» Task statement: What lines below mention the word "handle"? Copy each one.
=== Section Start ===
use super::MultiRankMap;
use crate::comparer::Comparer;
use crate::error::Result;
use crate::raw;

/// A cursor over a [`MultiRankMap`] that does not borrow it, and fails once
/// the map is modified.
///
/// Adjusting a count is a modification; replacing a value is not.
///
/// # Examples
///
/// ```
/// use rank_rbtree::{Error, MultiRankMap};
///
/// let mut bag = MultiRankMap::new();
/// bag.add('a', (), 2).unwrap();
/// bag.add('b', (), 1).unwrap();
///
/// let mut cursor = bag.fast_cursor();
/// assert_eq!(cursor.next(&bag), Some(Ok((&'a', &(), 0, 2))));
/// bag.adjust_count('a', 1).unwrap();
/// assert_eq!(cursor.next(&bag), Some(Err(Error::ConcurrentModification)));
/// ```
#[derive(Clone, Debug)]
pub struct FastCursor {
    inner: raw::FastCursor,
}

/// A cursor over a [`MultiRankMap`] that re-finds its place on every step, so
/// it keeps going through modification.
///
/// # Examples
///
/// ```
/// use rank_rbtree::MultiRankMap;
///
/// let mut bag = MultiRankMap::new();
/// bag.add('a', (), 2).unwrap();
/// bag.add('b', (), 1).unwrap();
///
/// let mut cursor = bag.robust_cursor();
/// assert_eq!(cursor.next(&bag), Some((&'a', &(), 0, 2)));
/// bag.adjust_count('a', 3).unwrap();
/// assert_eq!(cursor.next(&bag), Some((&'b', &(), 5, 1)));
/// assert_eq!(cursor.next(&bag), None);
/// ```
#[derive(Clone, Debug)]
pub struct RobustCursor<K> {
    inner: raw::RobustCursor<K>,
}

impl<K, V, C> MultiRankMap<K, V, C> {
    #[must_use]
    pub fn fast_cursor(&self) -> FastCursor {
        FastCursor {
            inner: raw::FastCursor::new(&self.raw),
        }
    }

    #[must_use]
    pub fn robust_cursor(&self) -> RobustCursor<K> {
        RobustCursor {
            inner: raw::RobustCursor::default(),
        }
    }
}

impl FastCursor {
    /// Yields the next `(key, value, rank, count)` in key order.
    pub fn next<'a, K, V, C>(
        &mut self,
        map: &'a MultiRankMap<K, V, C>,
    ) -> Option<Result<(&'a K, &'a V, isize, isize)>> {
        let tree = &map.raw;
        Some(self.inner.next(tree)?.map(|(handle, rank, count)| {
            let node = tree.node(handle);
            (&node.key, &node.value, rank, count)
        }))
    }
}

impl<K: Clone> RobustCursor<K> {
    /// Yields the next `(key, value, rank, count)` in key order.
    pub fn next<'a, V, C: Comparer<K>>(&mut self, map: &'a MultiRankMap<K, V, C>) -> Option<(&'a K, &'a V, isize, isize)> {
        let tree = &map.raw;
        self.inner.next(tree).map(|(handle, rank, count)| {
            let node = tree.node(handle);
            (&node.key, &node.value, rank, count)
        })
    }
}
=== Section End ===
» The answer:
        Some(self.inner.next(tree)?.map(|(handle, rank, count)| {
            let node = tree.node(handle);
        self.inner.next(tree).map(|(handle, rank, count)| {
            let node = tree.node(handle);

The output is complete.